El Gobierno quiso atarlos por la vía administrativa. Los sucesivos reales decretos que incorporaron el blindaje automático se perdieron en la votación en el Congreso de los Diputados por la falta de una mayoría, hasta que sí salió adelante el Plan Integral de Respuesta a la Crisis en Oriente Medio. Además de otro alargamiento generalizado con tope en 2030 para la construcción, activó la salvaguarda de los proyectos con medidas cautelares judiciales o administrativas «con el fin de lograr la protección de otros intereses que podrían ser dañados de manera irreversible». «Llegados a este extremo, resulta razonable y proporcionado trasladar esa suspensión cautelar de las instalaciones autorizadas a los hitos, con el fin de que el plazo para el cumplimiento de esos hitos tenga en consideración ese tiempo suspendido», argumentó el Ejecutivo.
Nueva sentencia
En todo ese tiempo, ante las idas y venidas con el escudo administrativo, muchos de los promotores involucrados en las paralizaciones optaron por lograr la suspensión en los tribunales obteniendo medidas contracautelares. Es decir, que fuera un juez el que parara el contador. Y el Tribunal Supremo les dio la razón. En un auto de abril de 2025 con respecto al parque eólico Moeche impulsado por Endesa en Galicia, suspendió la autorización administrativa y, a la vez, el límite temporal para conseguir el permiso de explotación definitivo y mantener la conexión a la red eléctrica.

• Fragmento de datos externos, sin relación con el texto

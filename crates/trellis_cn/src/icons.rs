//! Icon class names used by the standard button presets
//!
//! Any css class understood by the client widget library can be used as a
//! button icon; these are the ones the presets refer to.

/// tick
pub const TICK: &str = "k-i-tick";

/// cancel
pub const CANCEL: &str = "k-i-cancel";
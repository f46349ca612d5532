//! Button components for dialogs and windows
//!
//! - `DialogButton`: one labeled button with client-synchronized state
//! - `ButtonSet`: shared, read-only ordered buttons
//! - `PresetCatalog` / `ButtonPreset`: named button presets
//! - `ButtonBar`: the buttons owned by one surface

pub mod button;
pub mod button_bar;
pub mod button_set;
pub mod presets;

pub use button::{button, ButtonOptions, DialogButton, ELEMENT_ID_PREFIX};
pub use button_bar::ButtonBar;
pub use button_set::ButtonSet;
pub use presets::{standard_catalog, ButtonPreset, PresetBuilder, PresetCatalog};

En otro giro habitual ya en toda la judicialización de las renovables, el Supremo cambia de parecer. En este caso para dos plantas fotovoltaicas de Capital Energy en Madrid. La sentencia que acaba de publicar recuerda que jueces y tribunales tiene «el deber inexcusable de respetar las prescripciones legales». «El órgano jurisdiccional no puede dejar sin efecto, ni siquiera temporalmente y para un caso concreto, una norma con rango de ley», señala. Admite expresamente que la nueva resolución no sigue el criterio fijado en el parque eólico Moeche.